Our Top 5 Tips for Safe Crane Lifting of Materials & Goods

We have compiled years of legislation and our own independent industry research to create our top 5 safety points to safely crane lift materials.
(However, this does not detract from any other safety policies and doesn’t take into consideration any site specific situations).

1. Are you using the right equipment?

It is essential that you firstly identify a piece of equipment that is correct and safe for the operation. There are many different pieces of equipment for lifting materials. Equipment for crane lifting includes crane forks, block grabs, waste skips and goods lifting cages. You can identify the right equipment by referring to the manufacturers guide, or if in any doubt, contact the manufacturer directly.

2. Is the equipment safe to use?

Before any lifting operation, the equipment to be used must undergo a pre-user check by a competent person. This will identify any potential safety issues. Follow the manufacturers’ guidelines for recommended frequency of thorough examination and inspections.* Read our best practice guide on regulations for lifting equipment here.
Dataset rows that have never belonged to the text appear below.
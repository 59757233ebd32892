//! Theta-theta analysis of pulsar scintillation spectra
//!
//! A dynamic spectrum (intensity over observing frequency and time) is
//! Fourier transformed into a secondary spectrum over delay and Doppler
//! frequency. Scattering from a thin screen puts power on the parabola
//! `tau = eta * fd^2`, and remapping the secondary spectrum onto pairs of
//! screen angles (the theta-theta plane) turns that power into a nearly
//! rank-1 Hermitian matrix when `eta` is right. This crate provides the
//! mappings between the three spaces, the rank-1 model built from the
//! dominant eigenpair, and the curvature search that maximizes the dominant
//! eigenvalue over a range of `eta`.
//!
//! # Working units
//!
//! Mapping routines take plain `f64` axes: delay in microseconds, Doppler
//! frequency and theta in millihertz. In those units a curvature in
//! us/mHz^2 equals seconds cubed; see [`units::Curvature`].

pub mod binning;
pub mod chunking;
pub mod eigen;
pub mod fft;
pub mod fit;
pub mod io;
pub mod mapping;
pub mod model;
pub mod plot;
pub mod range_arg;
pub mod search;
pub mod spectra;
pub mod synthetic;
pub mod units;
pub mod wavefield;

pub use binning::{arc_length_edges, bin_centers, linear_edges, EdgeSpec};
pub use chunking::{chunk_params, run_chunks, ChunkLayout};
pub use eigen::{dominant_eigenpair, DominantEigenpair};
pub use mapping::{forward_map, inverse_map, reduced_map, MappingError, ReducedThetaTheta};
pub use model::{model, ThetaThetaModel};
pub use search::{single_search, CurvatureEstimate, SearchConfig, SearchParams};
pub use spectra::{DynamicSpectrum, SecondarySpectrum, SpectralAxes};
pub use units::Curvature;
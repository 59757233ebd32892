//! Synthetic thin-screen scintillation
//!
//! A one-dimensional screen of point images at angles `theta_k` (expressed
//! as Doppler frequencies) with complex magnifications `mu_k` gives the
//! electric field
//!
//! `E(f, t) = sum_k mu_k exp(2 pi i (theta_k t + eta theta_k^2 f))`
//!
//! whose intensity `|E|^2` is the dynamic spectrum. Every image pair then
//! interferes at exactly the delay and Doppler frequency the theta-theta
//! transform expects, which makes these spectra the reference input for
//! curvature recovery tests and for the `--synthetic-eta` mode of the binary.

use std::f64::consts::PI;

use ndarray::Array2;
use num_complex::Complex64;
use rand::rngs::StdRng;
use rand::{Rng, SeedableRng};
use rand_distr::{Distribution, Normal};
use thiserror::Error;

use crate::spectra::{DynamicSpectrum, SpectrumError};
use crate::units::{Curvature, Frequency, FrequencyExt, Time, TimeExt};

/// Errors from the synthetic generators
#[derive(Error, Debug, Clone, PartialEq)]
pub enum SyntheticError {
    #[error(transparent)]
    Spectrum(#[from] SpectrumError),

    #[error("Noise level must be finite and non-negative, got {0}")]
    InvalidNoise(f64),
}

/// One point image on the screen
#[derive(Debug, Clone, Copy, PartialEq)]
pub struct ScreenImage {
    /// Angular position expressed as the Doppler frequency it induces
    pub theta: Frequency,
    /// Complex magnification
    pub amplitude: Complex64,
}

impl ScreenImage {
    pub fn new(theta: Frequency, amplitude: Complex64) -> Self {
        Self { theta, amplitude }
    }
}

/// Dynamic spectrum `|E(f, t)|^2` of a screen of images at curvature `eta`.
pub fn synthetic_dynamic_spectrum(
    images: &[ScreenImage],
    eta: Curvature,
    freqs: &[Frequency],
    times: &[Time],
) -> Result<DynamicSpectrum, SyntheticError> {
    let eta_us = eta.as_us_per_mhz2();
    let f_mhz: Vec<f64> = freqs.iter().map(|f| f.as_megahertz()).collect();
    let t_s: Vec<f64> = times.iter().map(|t| t.as_seconds()).collect();

    // Per image: Doppler rate in Hz and delay in us
    let terms: Vec<(Complex64, f64, f64)> = images
        .iter()
        .map(|img| {
            let theta = img.theta.as_millihertz();
            (img.amplitude, theta * 1e-3, eta_us * theta * theta)
        })
        .collect();

    let data = Array2::from_shape_fn((f_mhz.len(), t_s.len()), |(fi, ti)| {
        let field: Complex64 = terms
            .iter()
            .map(|&(mu, fd_hz, tau_us)| {
                mu * Complex64::from_polar(1.0, 2.0 * PI * (fd_hz * t_s[ti] + tau_us * f_mhz[fi]))
            })
            .sum();
        field.norm_sqr()
    });

    Ok(DynamicSpectrum::new(data, freqs.to_vec(), times.to_vec())?)
}

/// A screen with a unit image at `theta = 0` plus `n` weaker images
/// scattered uniformly over `[-theta_max, theta_max]`, their amplitudes
/// falling off away from the origin.
pub fn random_screen(n: usize, theta_max: Frequency, seed: u64) -> Vec<ScreenImage> {
    let mut rng = StdRng::seed_from_u64(seed);
    let max = theta_max.as_millihertz();

    let mut images = vec![ScreenImage::new(
        Frequency::from_millihertz(0.0),
        Complex64::new(1.0, 0.0),
    )];
    images.extend((0..n).map(|_| {
        let theta = rng.random_range(-max..=max);
        let magnitude = 0.5 * (-(theta / max).abs()).exp() * rng.random_range(0.2..1.0);
        let phase = rng.random_range(0.0..2.0 * PI);
        ScreenImage::new(
            Frequency::from_millihertz(theta),
            Complex64::from_polar(magnitude, phase),
        )
    }));
    images
}

/// Add white Gaussian noise of standard deviation `sigma`.
pub fn add_noise(
    dspec: &DynamicSpectrum,
    sigma: f64,
    seed: u64,
) -> Result<DynamicSpectrum, SyntheticError> {
    if !(sigma.is_finite() && sigma >= 0.0) {
        return Err(SyntheticError::InvalidNoise(sigma));
    }
    let normal = Normal::new(0.0, sigma).map_err(|_| SyntheticError::InvalidNoise(sigma))?;
    let mut rng = StdRng::seed_from_u64(seed);
    let noisy = dspec.data().mapv(|v| v + normal.sample(&mut rng));
    Ok(DynamicSpectrum::new(
        noisy,
        dspec.freqs().to_vec(),
        dspec.times().to_vec(),
    )?)
}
3. Do you have suitable training?

As more contractors and construction companies come under pressure to find the right skills to run construction sites, there are potentially more less experienced construction workers in the field. It is important that slingers, signallers and anyone involved in a lifting operation have sufficient training and suitable experience before undertaking any vertical lifts. For more information, refer to the Lifting Equipment Engineers Association (LEEA) on suitable training.

4. Is the load safe?

If lifting palletised goods or materials using crane forks or similar, it is incredibly important that the pallet is of correct quality and the load hasn’t been damaged during delivery. Contact the manufacturer of the goods or transfer to a strong pallet, if there is any doubt. Alternatively, as mentioned in Top Tip 1, is there a better piece of equipment that you could use to perform this lifting operation?
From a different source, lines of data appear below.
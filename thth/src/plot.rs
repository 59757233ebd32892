//! Diagnostic figure for one chunk's curvature search
//!
//! Every value the figure shows is gathered into [`DiagnosticInputs`] first,
//! so rendering reads nothing but its arguments. The layout is a 5 x 2 grid:
//!
//! ```text
//! data dynamic spectrum    | model dynamic spectrum
//! data secondary spectrum  | model secondary spectrum
//! data theta-theta         | model theta-theta
//! eigenvalue search curve with fitted parabola
//! recovered phases         | recovered wavefield power
//! ```

use std::path::Path;

use ndarray::{s, Array2};
use plotters::coord::Shift;
use plotters::drawing::DrawingAreaErrorKind;
use plotters::prelude::*;
use thiserror::Error;

use crate::mapping::MappingError;
use crate::model::{model, ModelError, ThetaThetaModel};
use crate::search::{CurvatureFit, EigenvalueCurve};
use crate::spectra::{DynamicSpectrum, SecondarySpectrum};
use crate::units::{Curvature, FrequencyExt, TimeExt};
use crate::wavefield::{retrieve_wavefield, RetrievedWavefield};

/// Errors raised while preparing or drawing the figure
#[derive(Error, Debug)]
pub enum PlotError {
    #[error(transparent)]
    Model(#[from] ModelError),

    #[error(transparent)]
    Mapping(#[from] MappingError),

    #[error("No finite eigenvalues to plot")]
    EmptyCurve,

    #[error("Drawing failed: {0}")]
    Drawing(String),
}

impl<E: std::error::Error + Send + Sync> From<DrawingAreaErrorKind<E>> for PlotError {
    fn from(e: DrawingAreaErrorKind<E>) -> Self {
        PlotError::Drawing(e.to_string())
    }
}

/// Figure size in pixels, two columns by five rows
const FIGURE_SIZE: (u32, u32) = (800, 2000);

/// Decades of dynamic range shown on logarithmic panels
const LOG_DECADES: f64 = 2.0;

/// Everything shown in the diagnostic figure.
pub struct DiagnosticInputs<'a> {
    pub dspec: &'a DynamicSpectrum,
    pub ss: &'a SecondarySpectrum,
    /// Finite part of the eigenvalue search
    pub curve: EigenvalueCurve,
    pub fit: Option<&'a CurvatureFit>,
    /// Curvature the model panels were built at
    pub eta: Curvature,
    pub model: ThetaThetaModel,
    pub wavefield: RetrievedWavefield,
    /// Doppler half-range of the secondary-spectrum panels, mHz
    pub fd_limit: f64,
}

impl<'a> DiagnosticInputs<'a> {
    /// Build the model and wavefield panels for a finished search.
    ///
    /// The model is evaluated at the fitted curvature, or at the mean of the
    /// finite candidates when the fit failed.
    pub fn prepare(
        dspec: &'a DynamicSpectrum,
        ss: &'a SecondarySpectrum,
        edges: &ndarray::Array1<f64>,
        curve: &EigenvalueCurve,
        fit: Option<&'a CurvatureFit>,
    ) -> Result<Self, PlotError> {
        let curve = curve.finite();
        let eta = match fit {
            Some(f) => f.eta,
            None => {
                if curve.is_empty() {
                    return Err(PlotError::EmptyCurve);
                }
                let sum: f64 = curve.etas.iter().map(|e| e.as_seconds_cubed()).sum();
                Curvature::from_seconds_cubed(sum / curve.len() as f64)
            }
        };

        let model = model(ss, eta, edges.view(), None)?;
        let wavefield = retrieve_wavefield(dspec, &model, &ss.axes, eta)?;

        let edge_max = edges.iter().copied().fold(f64::NEG_INFINITY, f64::max);
        let fd_max = ss.axes.fd.iter().copied().fold(f64::NEG_INFINITY, f64::max);

        Ok(Self {
            dspec,
            ss,
            curve,
            fit,
            eta,
            model,
            wavefield,
            fd_limit: (2.0 * edge_max).min(fd_max),
        })
    }
}

/// Extent of an image panel: (x range, y range)
type Extent = ((f64, f64), (f64, f64));

/// Pixel-edge extent of samples on uniform axes
fn extent(x: &[f64], y: &[f64]) -> Extent {
    let half_step = |v: &[f64]| {
        if v.len() > 1 {
            (v[v.len() - 1] - v[0]) / (v.len() - 1) as f64 / 2.0
        } else {
            0.5
        }
    };
    let (hx, hy) = (half_step(x), half_step(y));
    (
        (x[0] - hx, x[x.len() - 1] + hx),
        (y[0] - hy, y[y.len() - 1] + hy),
    )
}

fn intensity_color(v: f64) -> HSLColor {
    // Dark blue through green to yellow
    HSLColor(0.66 - 0.5 * v, 0.85, 0.15 + 0.5 * v)
}

fn phase_color(v: f64) -> HSLColor {
    // Cyclic hue so -pi and pi meet
    HSLColor(v, 0.6, 0.5)
}

/// `log10` of `values` scaled to [0, 1] over the top `LOG_DECADES` decades
fn log_scaled(values: &Array2<f64>, peak: f64) -> Array2<f64> {
    let top = peak.log10();
    values.mapv(|v| {
        let l = (v.log10() - (top - LOG_DECADES)) / LOG_DECADES;
        if l.is_finite() {
            l.clamp(0.0, 1.0)
        } else {
            0.0
        }
    })
}

fn linear_scaled(values: &Array2<f64>, low: f64, high: f64) -> Array2<f64> {
    let span = if high > low { high - low } else { 1.0 };
    values.mapv(|v| {
        let l = (v - low) / span;
        if l.is_finite() {
            l.clamp(0.0, 1.0)
        } else {
            0.0
        }
    })
}

struct Panel<'t> {
    title: &'t str,
    x_desc: &'t str,
    y_desc: &'t str,
}

/// Draw `image` (row = y, column = x, origin at the bottom) with values
/// already scaled to [0, 1], cropped to `view`.
fn draw_image(
    area: &DrawingArea<BitMapBackend, Shift>,
    panel: Panel,
    image: &Array2<f64>,
    full: Extent,
    view: Extent,
    color: fn(f64) -> HSLColor,
) -> Result<(), PlotError> {
    let ((x0, x1), (y0, y1)) = full;
    let (rows, cols) = image.dim();
    let dx = (x1 - x0) / cols as f64;
    let dy = (y1 - y0) / rows as f64;
    let ((vx0, vx1), (vy0, vy1)) = view;

    let mut chart = ChartBuilder::on(area)
        .caption(panel.title, ("sans-serif", 18))
        .margin(5)
        .x_label_area_size(30)
        .y_label_area_size(45)
        .build_cartesian_2d(vx0..vx1, vy0..vy1)?;

    chart
        .configure_mesh()
        .disable_mesh()
        .x_desc(panel.x_desc)
        .y_desc(panel.y_desc)
        .draw()?;

    chart.draw_series(image.indexed_iter().filter_map(|((r, c), &v)| {
        let (left, bottom) = (x0 + c as f64 * dx, y0 + r as f64 * dy);
        let (right, top) = (left + dx, bottom + dy);
        if right < vx0 || left > vx1 || top < vy0 || bottom > vy1 {
            return None;
        }
        Some(Rectangle::new(
            [(left.max(vx0), bottom.max(vy0)), (right.min(vx1), top.min(vy1))],
            color(v).filled(),
        ))
    }))?;

    Ok(())
}

/// Format `value ± sigma` with as many significant digits as the
/// uncertainty supports.
pub fn format_with_uncertainty(value: f64, sigma: f64) -> (String, String) {
    let exponent = |v: f64| v.abs().log10().floor() as i32;
    let digits = if value != 0.0 && sigma > 0.0 && sigma.is_finite() {
        (exponent(value) - exponent(sigma)).max(0) as usize
    } else {
        2
    };
    (format!("{value:.digits$e}"), format!("{sigma:.1e}"))
}

fn draw_search_curve(
    area: &DrawingArea<BitMapBackend, Shift>,
    curve: &EigenvalueCurve,
    fit: Option<&CurvatureFit>,
) -> Result<(), PlotError> {
    let points: Vec<(f64, f64)> = curve
        .etas
        .iter()
        .zip(&curve.eigenvalues)
        .map(|(e, &w)| (e.as_seconds_cubed(), w))
        .collect();
    let x_min = points.iter().map(|p| p.0).fold(f64::INFINITY, f64::min);
    let x_max = points.iter().map(|p| p.0).fold(f64::NEG_INFINITY, f64::max);
    let y_min = points.iter().map(|p| p.1).fold(f64::INFINITY, f64::min);
    let y_max = points.iter().map(|p| p.1).fold(f64::NEG_INFINITY, f64::max);
    let y_pad = ((y_max - y_min) * 0.05).max(f64::EPSILON);

    let mut chart = ChartBuilder::on(area)
        .caption("Eigenvalue Search", ("sans-serif", 18))
        .margin(5)
        .x_label_area_size(30)
        .y_label_area_size(60)
        .build_cartesian_2d(x_min..x_max.max(x_min + f64::EPSILON), (y_min - y_pad)..(y_max + y_pad))?;

    chart
        .configure_mesh()
        .x_desc("η (s³)")
        .y_desc("Largest Eigenvalue")
        .x_label_formatter(&|x| format!("{x:.2e}"))
        .y_label_formatter(&|y| format!("{y:.2e}"))
        .draw()?;

    chart.draw_series(LineSeries::new(points, &BLUE))?;

    if let Some(fit) = fit {
        let (eta_text, sigma_text) =
            format_with_uncertainty(fit.eta.as_seconds_cubed(), fit.sigma.as_seconds_cubed());
        let fitted: Vec<(f64, f64)> = fit
            .window
            .etas
            .iter()
            .map(|e| {
                let x = e.as_seconds_cubed();
                (x, fit.parabola.eval(x))
            })
            .collect();
        chart
            .draw_series(LineSeries::new(fitted, RED.stroke_width(2)))?
            .label(format!("η = {eta_text} ± {sigma_text} s³"))
            .legend(|(x, y)| PathElement::new(vec![(x, y), (x + 20, y)], RED.stroke_width(2)));

        chart
            .configure_series_labels()
            .background_style(WHITE.mix(0.8))
            .border_style(BLACK)
            .draw()?;
    }

    Ok(())
}

/// Render the diagnostic figure to `path` (PNG).
pub fn render_diagnostic(inputs: &DiagnosticInputs, path: &Path) -> Result<(), PlotError> {
    let dspec = inputs.dspec;
    let (n_freq, n_time) = dspec.dim();
    let minutes: Vec<f64> = dspec.times().iter().map(|t| t.as_minutes()).collect();
    let mhz: Vec<f64> = dspec.freqs().iter().map(|f| f.as_megahertz()).collect();
    let dspec_extent = extent(&minutes, &mhz);

    let ss_axes = &inputs.ss.axes;
    let ss_extent = extent(&ss_axes.fd.to_vec(), &ss_axes.tau.to_vec());
    let tau_top = ss_extent.1 .1;
    let ss_view = ((-inputs.fd_limit, inputs.fd_limit), (0.0, tau_top));

    let edges = &inputs.model.edges_reduced;
    let thth_extent = (
        (edges[0], edges[edges.len() - 1]),
        (edges[0], edges[edges.len() - 1]),
    );

    let root = BitMapBackend::new(path, FIGURE_SIZE).into_drawing_area();
    root.fill(&WHITE)?;
    let rows = root.split_evenly((5, 1));

    // Row 0: dynamic spectra on a common linear scale
    let top = rows[0].split_evenly((1, 2));
    let d_max = dspec.data().iter().copied().fold(f64::NEG_INFINITY, f64::max);
    let model_dspec = inputs.model.model_dspec.slice(s![..n_freq, ..n_time]).to_owned();
    for (area, image, title) in [
        (&top[0], dspec.data().clone(), "Data Dynamic Spectrum"),
        (&top[1], model_dspec, "Model Dynamic Spectrum"),
    ] {
        draw_image(
            area,
            Panel {
                title,
                x_desc: "Time (min)",
                y_desc: "Freq (MHz)",
            },
            &linear_scaled(&image, 0.0, d_max),
            dspec_extent,
            dspec_extent,
            intensity_color,
        )?;
    }

    // Row 1: secondary spectra, both scaled to the data peak
    let second = rows[1].split_evenly((1, 2));
    let ss_power = inputs.ss.power();
    let ss_peak = ss_power.iter().copied().fold(0.0, f64::max);
    let model_power = inputs.model.recovered.mapv(|v| v.norm_sqr());
    for (area, image, title) in [
        (&second[0], &ss_power, "Data Secondary Spectrum"),
        (&second[1], &model_power, "Model Secondary Spectrum"),
    ] {
        draw_image(
            area,
            Panel {
                title,
                x_desc: "fD (mHz)",
                y_desc: "τ (us)",
            },
            &log_scaled(image, ss_peak),
            ss_extent,
            ss_view,
            intensity_color,
        )?;
    }

    // Row 2: theta-theta, both scaled to the data peak
    let third = rows[2].split_evenly((1, 2));
    let thth_power = inputs.model.thth_reduced.mapv(|v| v.norm_sqr());
    let thth_peak = thth_power.iter().copied().fold(0.0, f64::max);
    let thth_model_power = inputs.model.thth_model.mapv(|v| v.norm_sqr());
    for (area, image, title) in [
        (&third[0], &thth_power, "Data θ-θ"),
        (&third[1], &thth_model_power, "Model θ-θ"),
    ] {
        draw_image(
            area,
            Panel {
                title,
                x_desc: "θ1",
                y_desc: "θ2",
            },
            &log_scaled(image, thth_peak),
            thth_extent,
            thth_extent,
            intensity_color,
        )?;
    }

    // Row 3: eigenvalue search
    draw_search_curve(&rows[3], &inputs.curve, inputs.fit)?;

    // Row 4: recovered wavefield
    let bottom = rows[4].split_evenly((1, 2));
    let phases = inputs
        .wavefield
        .phases()
        .mapv(|p| (p + std::f64::consts::PI) / (2.0 * std::f64::consts::PI));
    draw_image(
        &bottom[0],
        Panel {
            title: "Recovered Phases",
            x_desc: "Time (min)",
            y_desc: "Freq (MHz)",
        },
        &phases,
        dspec_extent,
        dspec_extent,
        phase_color,
    )?;

    let power = &inputs.wavefield.power;
    let power_peak = power.iter().copied().fold(0.0, f64::max);
    draw_image(
        &bottom[1],
        Panel {
            title: "Recovered Wavefield",
            x_desc: "fD (mHz)",
            y_desc: "τ (us)",
        },
        &log_scaled(power, power_peak),
        ss_extent,
        ((-inputs.fd_limit, inputs.fd_limit), ss_extent.1),
        intensity_color,
    )?;

    root.present()?;
    log::debug!("Diagnostic figure written to {}", path.display());
    Ok(())
}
5. Is the load correctly secured?

Make sure the load is secured when lifting blocks and bricks, or any other materials that are strapped or palletised. After checking that the load itself is safe, you must ensure that it is correctly secured to the equipment. To lift a pallet of blocks with a set of crane forks, you must correctly fit a safety restraint net to the equipment, making sure that it is held close to the load. Nets used for lifting equipment are ‘restraint’ nets only. It is important that these are held close to the load so that they can effectively restrain the load if the pallet of part of the equipment was to fail.

Conquip have introduced a new innovation, called the Crane Forks Cage, this ensures that the load is secure and removes the need for a Restraint Net, find out more here.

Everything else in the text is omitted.